[Stored items]
^^^^
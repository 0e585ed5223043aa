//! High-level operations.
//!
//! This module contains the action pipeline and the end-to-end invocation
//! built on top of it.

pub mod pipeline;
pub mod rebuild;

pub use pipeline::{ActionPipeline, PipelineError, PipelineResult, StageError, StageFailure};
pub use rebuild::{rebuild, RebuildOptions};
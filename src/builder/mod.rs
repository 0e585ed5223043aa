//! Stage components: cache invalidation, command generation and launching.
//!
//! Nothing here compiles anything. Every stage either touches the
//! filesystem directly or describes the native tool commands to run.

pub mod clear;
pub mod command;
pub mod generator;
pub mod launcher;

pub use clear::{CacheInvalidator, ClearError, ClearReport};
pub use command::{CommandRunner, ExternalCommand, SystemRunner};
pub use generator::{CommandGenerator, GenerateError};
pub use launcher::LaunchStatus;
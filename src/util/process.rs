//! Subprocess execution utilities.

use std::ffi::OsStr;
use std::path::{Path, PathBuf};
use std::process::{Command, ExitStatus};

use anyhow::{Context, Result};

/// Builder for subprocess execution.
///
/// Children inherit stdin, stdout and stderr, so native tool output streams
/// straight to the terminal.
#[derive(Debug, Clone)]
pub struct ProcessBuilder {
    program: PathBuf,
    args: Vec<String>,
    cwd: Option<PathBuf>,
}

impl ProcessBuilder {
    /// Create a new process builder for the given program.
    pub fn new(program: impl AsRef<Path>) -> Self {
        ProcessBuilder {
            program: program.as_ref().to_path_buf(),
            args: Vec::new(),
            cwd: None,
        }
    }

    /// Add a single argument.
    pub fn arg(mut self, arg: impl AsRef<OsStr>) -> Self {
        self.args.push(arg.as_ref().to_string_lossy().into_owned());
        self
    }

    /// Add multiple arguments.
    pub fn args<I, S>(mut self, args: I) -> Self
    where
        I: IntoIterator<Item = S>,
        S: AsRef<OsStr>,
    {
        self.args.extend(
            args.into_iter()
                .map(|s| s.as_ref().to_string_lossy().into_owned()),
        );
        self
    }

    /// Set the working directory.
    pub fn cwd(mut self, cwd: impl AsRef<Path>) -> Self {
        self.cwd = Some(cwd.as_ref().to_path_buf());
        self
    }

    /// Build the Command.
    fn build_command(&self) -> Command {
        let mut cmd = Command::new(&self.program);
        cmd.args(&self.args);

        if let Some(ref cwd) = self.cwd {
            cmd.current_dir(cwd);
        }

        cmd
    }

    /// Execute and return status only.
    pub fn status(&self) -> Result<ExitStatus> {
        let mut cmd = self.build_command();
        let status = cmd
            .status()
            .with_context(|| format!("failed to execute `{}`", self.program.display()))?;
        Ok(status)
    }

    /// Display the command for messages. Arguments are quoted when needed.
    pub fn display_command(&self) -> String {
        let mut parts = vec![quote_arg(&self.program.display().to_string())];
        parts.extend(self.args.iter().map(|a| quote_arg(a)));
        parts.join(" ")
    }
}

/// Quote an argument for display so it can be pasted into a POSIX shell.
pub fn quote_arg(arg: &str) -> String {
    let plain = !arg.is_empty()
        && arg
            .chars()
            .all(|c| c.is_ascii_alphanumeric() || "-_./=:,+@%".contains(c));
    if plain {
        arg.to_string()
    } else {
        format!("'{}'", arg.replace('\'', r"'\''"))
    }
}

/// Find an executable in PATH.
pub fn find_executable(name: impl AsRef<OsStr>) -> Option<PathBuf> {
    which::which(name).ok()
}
^^^^
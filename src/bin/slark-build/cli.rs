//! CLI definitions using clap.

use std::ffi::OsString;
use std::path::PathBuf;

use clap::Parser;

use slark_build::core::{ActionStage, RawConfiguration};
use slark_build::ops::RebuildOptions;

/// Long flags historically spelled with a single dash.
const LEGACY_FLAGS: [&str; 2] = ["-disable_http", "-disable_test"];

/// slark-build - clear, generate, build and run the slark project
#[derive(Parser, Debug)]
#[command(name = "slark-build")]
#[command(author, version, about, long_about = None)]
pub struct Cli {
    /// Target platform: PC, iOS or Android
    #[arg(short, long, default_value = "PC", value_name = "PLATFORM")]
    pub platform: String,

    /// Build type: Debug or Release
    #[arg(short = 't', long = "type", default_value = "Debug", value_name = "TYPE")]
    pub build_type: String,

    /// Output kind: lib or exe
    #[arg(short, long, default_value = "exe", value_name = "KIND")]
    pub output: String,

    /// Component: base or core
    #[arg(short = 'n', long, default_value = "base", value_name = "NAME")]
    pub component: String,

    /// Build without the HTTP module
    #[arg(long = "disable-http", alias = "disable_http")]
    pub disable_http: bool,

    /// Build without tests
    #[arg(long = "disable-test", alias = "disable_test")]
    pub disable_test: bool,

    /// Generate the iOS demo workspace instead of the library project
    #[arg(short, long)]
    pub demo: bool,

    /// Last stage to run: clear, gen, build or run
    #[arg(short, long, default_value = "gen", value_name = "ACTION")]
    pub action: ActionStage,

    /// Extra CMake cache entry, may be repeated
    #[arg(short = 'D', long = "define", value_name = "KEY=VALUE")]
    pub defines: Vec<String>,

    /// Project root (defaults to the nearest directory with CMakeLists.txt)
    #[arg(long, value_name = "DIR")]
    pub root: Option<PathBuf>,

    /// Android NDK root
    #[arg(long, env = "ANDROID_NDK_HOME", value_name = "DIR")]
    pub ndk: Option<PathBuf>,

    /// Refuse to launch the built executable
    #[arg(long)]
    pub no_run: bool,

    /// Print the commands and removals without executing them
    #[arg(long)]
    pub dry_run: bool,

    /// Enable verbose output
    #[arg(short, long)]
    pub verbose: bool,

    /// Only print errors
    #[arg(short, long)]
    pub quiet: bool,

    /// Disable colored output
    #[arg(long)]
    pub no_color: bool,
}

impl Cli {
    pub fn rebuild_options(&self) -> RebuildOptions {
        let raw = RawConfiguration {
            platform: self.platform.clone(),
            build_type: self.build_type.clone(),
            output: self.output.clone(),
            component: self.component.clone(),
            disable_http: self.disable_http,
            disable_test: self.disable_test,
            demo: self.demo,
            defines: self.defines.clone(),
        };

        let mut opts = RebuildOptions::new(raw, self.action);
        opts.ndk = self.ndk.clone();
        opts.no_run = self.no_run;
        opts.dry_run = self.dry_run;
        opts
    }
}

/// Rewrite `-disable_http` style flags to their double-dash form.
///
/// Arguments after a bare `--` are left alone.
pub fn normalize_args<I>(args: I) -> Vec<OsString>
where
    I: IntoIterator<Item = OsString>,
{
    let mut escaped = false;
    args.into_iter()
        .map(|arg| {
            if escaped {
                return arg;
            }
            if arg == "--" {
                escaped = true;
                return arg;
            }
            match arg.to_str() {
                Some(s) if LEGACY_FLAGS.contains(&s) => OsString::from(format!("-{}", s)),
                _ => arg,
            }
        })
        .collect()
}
^^^^
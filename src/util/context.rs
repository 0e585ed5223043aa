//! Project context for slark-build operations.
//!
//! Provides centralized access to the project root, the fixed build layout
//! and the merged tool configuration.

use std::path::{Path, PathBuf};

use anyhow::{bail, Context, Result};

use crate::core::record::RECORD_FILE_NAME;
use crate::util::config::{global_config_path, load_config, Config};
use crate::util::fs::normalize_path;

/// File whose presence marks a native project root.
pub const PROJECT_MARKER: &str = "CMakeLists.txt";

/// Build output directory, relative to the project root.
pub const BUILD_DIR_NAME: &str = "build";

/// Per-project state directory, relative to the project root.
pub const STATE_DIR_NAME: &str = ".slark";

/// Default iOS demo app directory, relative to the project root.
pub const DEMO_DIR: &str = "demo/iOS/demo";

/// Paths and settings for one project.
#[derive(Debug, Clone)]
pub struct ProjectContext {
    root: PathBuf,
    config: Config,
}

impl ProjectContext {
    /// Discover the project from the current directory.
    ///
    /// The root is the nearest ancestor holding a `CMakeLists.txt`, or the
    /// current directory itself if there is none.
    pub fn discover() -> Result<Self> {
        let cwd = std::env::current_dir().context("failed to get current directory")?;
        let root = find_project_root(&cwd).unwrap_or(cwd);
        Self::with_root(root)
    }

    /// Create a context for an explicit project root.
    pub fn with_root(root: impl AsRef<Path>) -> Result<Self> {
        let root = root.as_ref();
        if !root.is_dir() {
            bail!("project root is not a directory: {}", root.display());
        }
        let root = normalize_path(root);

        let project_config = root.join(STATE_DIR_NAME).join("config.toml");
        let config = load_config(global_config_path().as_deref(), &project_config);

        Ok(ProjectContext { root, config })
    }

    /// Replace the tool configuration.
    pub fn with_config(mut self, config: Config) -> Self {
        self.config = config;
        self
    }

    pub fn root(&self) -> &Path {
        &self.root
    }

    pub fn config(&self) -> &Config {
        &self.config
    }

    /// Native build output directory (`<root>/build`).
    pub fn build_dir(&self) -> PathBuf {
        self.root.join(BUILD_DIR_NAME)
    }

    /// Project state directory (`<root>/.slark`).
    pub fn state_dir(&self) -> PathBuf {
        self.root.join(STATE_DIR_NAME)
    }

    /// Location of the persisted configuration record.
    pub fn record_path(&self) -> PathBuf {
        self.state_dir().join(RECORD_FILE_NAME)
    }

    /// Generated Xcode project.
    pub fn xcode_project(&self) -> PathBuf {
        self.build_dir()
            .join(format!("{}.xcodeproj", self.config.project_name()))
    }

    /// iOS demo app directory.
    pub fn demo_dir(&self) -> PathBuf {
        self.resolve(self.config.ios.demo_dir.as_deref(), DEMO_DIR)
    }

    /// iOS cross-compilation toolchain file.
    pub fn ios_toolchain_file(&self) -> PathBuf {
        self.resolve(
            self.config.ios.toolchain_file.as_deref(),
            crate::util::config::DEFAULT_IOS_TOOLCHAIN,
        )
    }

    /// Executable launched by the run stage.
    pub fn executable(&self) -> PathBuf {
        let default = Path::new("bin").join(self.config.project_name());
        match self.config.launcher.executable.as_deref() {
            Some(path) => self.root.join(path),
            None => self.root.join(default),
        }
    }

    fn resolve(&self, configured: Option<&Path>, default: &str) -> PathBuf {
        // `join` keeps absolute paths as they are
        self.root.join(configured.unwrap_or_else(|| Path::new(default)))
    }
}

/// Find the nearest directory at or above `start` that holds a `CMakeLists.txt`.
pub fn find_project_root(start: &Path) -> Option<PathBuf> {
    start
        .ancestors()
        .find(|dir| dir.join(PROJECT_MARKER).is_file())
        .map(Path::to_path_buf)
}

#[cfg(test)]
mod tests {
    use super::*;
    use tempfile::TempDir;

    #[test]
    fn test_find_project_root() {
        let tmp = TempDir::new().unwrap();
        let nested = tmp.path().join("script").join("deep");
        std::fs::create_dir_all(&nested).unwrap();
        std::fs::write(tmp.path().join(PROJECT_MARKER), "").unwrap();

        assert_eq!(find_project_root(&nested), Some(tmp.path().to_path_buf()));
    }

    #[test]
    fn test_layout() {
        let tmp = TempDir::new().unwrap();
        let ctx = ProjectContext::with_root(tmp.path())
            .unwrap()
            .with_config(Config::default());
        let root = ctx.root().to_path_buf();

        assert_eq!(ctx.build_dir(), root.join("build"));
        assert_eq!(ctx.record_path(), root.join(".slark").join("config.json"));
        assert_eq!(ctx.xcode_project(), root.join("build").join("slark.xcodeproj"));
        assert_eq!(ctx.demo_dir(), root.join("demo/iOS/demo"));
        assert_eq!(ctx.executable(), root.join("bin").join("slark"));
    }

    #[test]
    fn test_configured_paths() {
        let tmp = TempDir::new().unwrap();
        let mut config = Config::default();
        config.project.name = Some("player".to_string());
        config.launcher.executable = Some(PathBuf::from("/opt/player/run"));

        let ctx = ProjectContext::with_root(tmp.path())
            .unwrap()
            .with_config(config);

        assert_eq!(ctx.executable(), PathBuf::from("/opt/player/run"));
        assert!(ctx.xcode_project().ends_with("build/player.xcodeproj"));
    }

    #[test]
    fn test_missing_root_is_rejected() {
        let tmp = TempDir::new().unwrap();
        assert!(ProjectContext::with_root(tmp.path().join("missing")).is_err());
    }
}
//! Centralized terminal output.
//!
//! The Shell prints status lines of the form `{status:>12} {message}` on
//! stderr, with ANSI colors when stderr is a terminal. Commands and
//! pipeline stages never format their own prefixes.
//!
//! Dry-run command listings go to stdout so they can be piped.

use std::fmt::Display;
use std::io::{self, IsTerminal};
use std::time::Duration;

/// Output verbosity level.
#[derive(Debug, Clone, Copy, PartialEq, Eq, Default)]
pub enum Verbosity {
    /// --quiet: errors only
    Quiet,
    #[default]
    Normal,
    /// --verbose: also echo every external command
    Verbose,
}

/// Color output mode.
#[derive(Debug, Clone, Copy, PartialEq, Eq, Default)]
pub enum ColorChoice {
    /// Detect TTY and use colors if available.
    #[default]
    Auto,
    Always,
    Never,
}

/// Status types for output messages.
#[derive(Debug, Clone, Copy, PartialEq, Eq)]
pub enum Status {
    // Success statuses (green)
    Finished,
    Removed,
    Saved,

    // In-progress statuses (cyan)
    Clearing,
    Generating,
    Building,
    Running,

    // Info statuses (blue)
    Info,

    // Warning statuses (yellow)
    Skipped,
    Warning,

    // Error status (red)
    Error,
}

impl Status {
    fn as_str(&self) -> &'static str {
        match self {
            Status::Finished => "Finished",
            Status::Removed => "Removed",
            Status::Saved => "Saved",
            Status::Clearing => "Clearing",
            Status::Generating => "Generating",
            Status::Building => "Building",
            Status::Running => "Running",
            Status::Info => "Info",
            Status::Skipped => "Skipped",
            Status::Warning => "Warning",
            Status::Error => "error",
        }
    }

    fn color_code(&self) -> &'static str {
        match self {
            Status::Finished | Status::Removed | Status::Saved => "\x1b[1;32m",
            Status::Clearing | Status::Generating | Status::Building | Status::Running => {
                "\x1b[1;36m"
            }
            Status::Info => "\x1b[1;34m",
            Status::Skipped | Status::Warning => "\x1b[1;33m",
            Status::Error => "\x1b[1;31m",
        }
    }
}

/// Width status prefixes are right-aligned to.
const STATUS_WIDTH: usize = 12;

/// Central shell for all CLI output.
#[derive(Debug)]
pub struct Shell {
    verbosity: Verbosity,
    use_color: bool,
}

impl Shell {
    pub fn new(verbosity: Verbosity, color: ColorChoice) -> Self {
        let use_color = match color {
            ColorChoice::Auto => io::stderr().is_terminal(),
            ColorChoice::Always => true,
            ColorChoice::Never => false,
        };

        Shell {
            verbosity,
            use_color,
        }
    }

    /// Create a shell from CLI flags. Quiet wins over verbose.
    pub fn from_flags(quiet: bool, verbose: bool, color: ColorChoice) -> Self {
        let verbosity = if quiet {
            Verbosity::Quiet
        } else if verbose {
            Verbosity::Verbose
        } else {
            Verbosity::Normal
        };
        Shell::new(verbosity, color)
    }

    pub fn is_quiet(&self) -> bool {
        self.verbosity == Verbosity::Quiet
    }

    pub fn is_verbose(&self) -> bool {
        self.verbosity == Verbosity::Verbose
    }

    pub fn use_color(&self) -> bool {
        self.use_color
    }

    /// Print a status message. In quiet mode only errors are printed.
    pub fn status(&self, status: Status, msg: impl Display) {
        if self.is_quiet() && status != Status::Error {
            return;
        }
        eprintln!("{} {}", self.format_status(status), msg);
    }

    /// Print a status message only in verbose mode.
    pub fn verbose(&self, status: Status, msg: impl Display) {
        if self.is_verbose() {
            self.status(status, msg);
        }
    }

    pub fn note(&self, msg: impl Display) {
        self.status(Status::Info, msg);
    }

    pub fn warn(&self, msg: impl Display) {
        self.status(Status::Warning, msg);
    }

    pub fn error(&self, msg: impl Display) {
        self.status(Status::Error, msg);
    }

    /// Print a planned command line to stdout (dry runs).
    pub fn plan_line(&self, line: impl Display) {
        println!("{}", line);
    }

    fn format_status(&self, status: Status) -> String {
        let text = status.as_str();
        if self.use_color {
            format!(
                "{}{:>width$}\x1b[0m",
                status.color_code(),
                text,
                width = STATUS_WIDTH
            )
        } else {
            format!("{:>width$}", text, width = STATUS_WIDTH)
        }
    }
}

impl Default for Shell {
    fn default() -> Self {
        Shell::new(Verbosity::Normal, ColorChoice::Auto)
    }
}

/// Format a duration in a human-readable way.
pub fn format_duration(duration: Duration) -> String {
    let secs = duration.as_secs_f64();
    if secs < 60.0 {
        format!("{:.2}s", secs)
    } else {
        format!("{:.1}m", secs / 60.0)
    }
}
^^^^
Your instructions>
Out of the entries, report each line that contains the word "Running".

Written solution>
    Running,
            Status::Running => "Running",
            Status::Clearing | Status::Generating | Status::Building | Status::Running => {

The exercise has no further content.